Extrakte aus Traubensilberkerze (Cimicifuga racemosa, Actaea racemosa, «black cohosh») werden zur Behandlung von Beschwerden in den Wechseljahren empfohlen. In der Schweiz sind Cimifemin®, Climavita® und Maxifem eco natura® kassenzulässig.

Biologie/Pharmakologie

Die Traubensilberkerze ist eine ursprünglich in Nordamerika beheimatete Staude aus der Familie der Hahnenfussgewäche (Ranunculaceae), die auch in Europa kultiviert werden kann.

Cimicifuga-Präparate werden mittels alkoholischer Extraktion aus dem Wurzelstock der Traubensilberkerze gewonnen. Es ist unklar, welche Substanzen in welcher Weise biologisch aktiv sind. Isoliert wurden unter anderem Triterpenglykoside (Actein und Cimifugosid), nach deren Gehalt die Extrakte standardisiert werden können.(1,2)

Die Erkenntnisse zur Pharmakologie von Cimicifuga-Extrakten sind bruchstückhaft und teilweise widersprüchlich. Frühere Studien deuteten auf eine östrogenartige Wirkung hin. Neuere Untersuchungen sprechen eher dagegen, dass bei Cimicifuga Phytoöstrogene eine wesentliche Rolle spielen.(2) Einzelne Fachleute postulieren eine selektive Modulation von Östrogenrezeptoren ähnlich wie z.B. bei Raloxifen (Evista®) oder Tamoxifen (Nolvadex® u.a.).
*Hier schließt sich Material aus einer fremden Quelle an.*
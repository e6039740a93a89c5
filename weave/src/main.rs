#![forbid(unsafe_code)]

use std::path::{Path, PathBuf};

use clap::{Parser, Subcommand};
use miette::Report;
use tracing::info;
use tracing_subscriber::EnvFilter;

use weave_core::{CrossMixinPolicy, Resolution, Resolver, ResolverOptions};
use weave_model::Snapshot;

mod manifest;
mod output;
mod report;

#[derive(Parser, Debug)]
#[command(name = "weave", version, about = "Compile-time mixin composition resolver")]
struct Cli {
    #[command(subcommand)]
    cmd: Cmd,
}

#[derive(clap::ValueEnum, Clone, Copy, Debug, PartialEq, Eq)]
enum CrossMixinArg {
    /// Copy both members silently
    Allow,
    /// Copy both members and warn
    Warn,
    /// Keep the first member; the later one is an error
    Reject,
}

impl From<CrossMixinArg> for CrossMixinPolicy {
    fn from(v: CrossMixinArg) -> Self {
        match v {
            CrossMixinArg::Allow => CrossMixinPolicy::Allow,
            CrossMixinArg::Warn => CrossMixinPolicy::Warn,
            CrossMixinArg::Reject => CrossMixinPolicy::Reject,
        }
    }
}

#[derive(clap::Args, Debug)]
struct ResolveArgs {
    /// Type snapshot (JSON) exported by the host
    path: PathBuf,

    /// Capability interface name prefix. Overrides `weave.toml`.
    #[arg(long)]
    prefix: Option<String>,

    /// Policy for members supplied by more than one mixin
    #[arg(long, value_enum)]
    cross_mixin: Option<CrossMixinArg>,

    /// Resolve on the calling thread instead of the rayon pool
    #[arg(long, default_value_t = false)]
    sequential: bool,

    /// Write a machine-readable resolution report (JSON)
    #[arg(long)]
    report: Option<PathBuf>,

    /// Exit non-zero when any warning is produced
    #[arg(long, default_value_t = false)]
    deny_warnings: bool,
}

#[derive(Subcommand, Debug)]
enum Cmd {
    /// Resolve a snapshot and write capability interfaces and augmentations
    Build {
        #[command(flatten)]
        args: ResolveArgs,

        /// Output directory for generated files. Overrides `weave.toml`.
        #[arg(long)]
        out: Option<PathBuf>,
    },

    /// Resolve a snapshot and report diagnostics without writing artifacts
    Check {
        #[command(flatten)]
        args: ResolveArgs,
    },
}

fn init_tracing() {
    let filter = EnvFilter::try_from_env("WEAVE_LOG").unwrap_or_else(|_| EnvFilter::new("warn"));
    tracing_subscriber::fmt()
        .with_env_filter(filter)
        .with_writer(std::io::stderr)
        .with_target(false)
        .init();
}

fn main() -> miette::Result<()> {
    init_tracing();
    let cli = Cli::parse();
    match cli.cmd {
        Cmd::Build { args, out } => run(&args, Some(out)),
        Cmd::Check { args } => run(&args, None),
    }
}

fn resolver_options(args: &ResolveArgs, resolved: &manifest::ResolvedManifest) -> ResolverOptions {
    let mut options = resolved.resolver.clone();
    if let Some(prefix) = &args.prefix {
        options.interface_prefix = prefix.clone();
    }
    if let Some(policy) = args.cross_mixin {
        options.cross_mixin_conflicts = policy.into();
    }
    if args.sequential {
        options.parallel = false;
    }
    options
}

/// `out` is `Some` for `build` (holding the optional `--out` override) and
/// `None` for `check`.
fn run(args: &ResolveArgs, out: Option<Option<PathBuf>>) -> miette::Result<()> {
    let resolved = manifest::load_resolved_manifest(&args.path)?;
    if let Some(path) = &resolved.manifest_path {
        info!(manifest = %path.display(), root = %resolved.project_root.display(), "using manifest");
    }
    let options = resolver_options(args, &resolved);

    let snapshot = Snapshot::load(&args.path)?;
    let resolution = Resolver::new(options).resolve(&snapshot);
    render_diagnostics(&resolution);

    let (outcomes, removed) = match &out {
        Some(dir) => {
            let out_dir = dir.clone().unwrap_or_else(|| resolved.out_dir.clone());
            let outcomes = output::write_artifacts(&out_dir, &resolution.artifacts)?;
            let removed = output::remove_stale(&out_dir, &resolution.artifacts)?;
            let written = outcomes.iter().filter(|o| o.written).count();
            println!(
                "wrote {written} of {} file(s) to {}",
                outcomes.len(),
                out_dir.display()
            );
            if !removed.is_empty() {
                println!("removed {} stale file(s)", removed.len());
            }
            (outcomes, removed)
        }
        None => (output::dry_run(&resolution.artifacts), Vec::new()),
    };

    let failed = resolution.has_errors() || (args.deny_warnings && !resolution.warnings().is_empty());

    if let Some(report_path) = args.report.as_ref().or(resolved.report.as_ref()) {
        let report = report::build_report(&args.path, !failed, &resolution, &outcomes, &removed);
        report::write_report(&report, report_path)?;
    }

    print_summary(&args.path, &resolution);

    if failed {
        return Err(miette::miette!(
            "resolution failed: {} error(s), {} warning(s)",
            resolution.errors().len(),
            resolution.warnings().len()
        ));
    }
    Ok(())
}

fn render_diagnostics(resolution: &Resolution) {
    for diagnostic in &resolution.diagnostics {
        eprintln!("{:?}", Report::new(diagnostic.clone()));
    }
}

fn print_summary(path: &Path, resolution: &Resolution) {
    println!(
        "{}: {} interface(s), {} augmentation(s), {} error(s), {} warning(s)",
        path.display(),
        resolution.interfaces.len(),
        resolution.augmentations.len(),
        resolution.errors().len(),
        resolution.warnings().len()
    );
}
In einer systematischen Übersicht wurden 15 tierexperimentelle Studien und 15 Studien mit in-vitro-Daten zusammengefasst. Diese Übersicht kommt zum Schluss, Cimicifuga hätte keine hormonale, sondern eine zentralnervöse Wirkung.(3)

Pharmakokinetik

Studien zur Resorption, zur Bioverfügbarkeit oder zum Metabolismus der Inhaltstoffe von Cimicifuga-Extrakten sind nicht vorhanden.

Klinische Studien

Die meisten randomisierten Studien mit Traubensilberkerze wurden in den 1980er Jahren durchgeführt.

Placebokontrollierte Studien

In einer Studie wurden 80 Frauen während und nach der Menopause doppelblind für 12 Wochen mit zweimal täglich 2 Tabletten zu 20 mg Cimicifuga-Extrakt oder mit einmal täglich 0,625 mg konjugierten Östrogenen (Premarin® u.a.) oder mit Placebo behandelt. (In dieser Studie wurde somit die doppelte der üblicherweise empfohlenen Cimicifuga-Dosis verwendet.). Alle Frauen litten an Hitzewallungen und zusätzlichen neurovegetativen oder psychischen Symptomen. Nach 4, 8 und 12 Wochen hatten in der Cimicifuga-Gruppe sowohl die neurovegetativen wie auch die psychischen Symptome signifikant stärker abgenommen als in der Östrogen- und in der Placebo- Gruppe. Interessanterweise zeigte Cimicifuga auch bezüglich Proliferation des Vaginalepithels einen grösseren Effekt als die Östrogene oder Placebo.(4)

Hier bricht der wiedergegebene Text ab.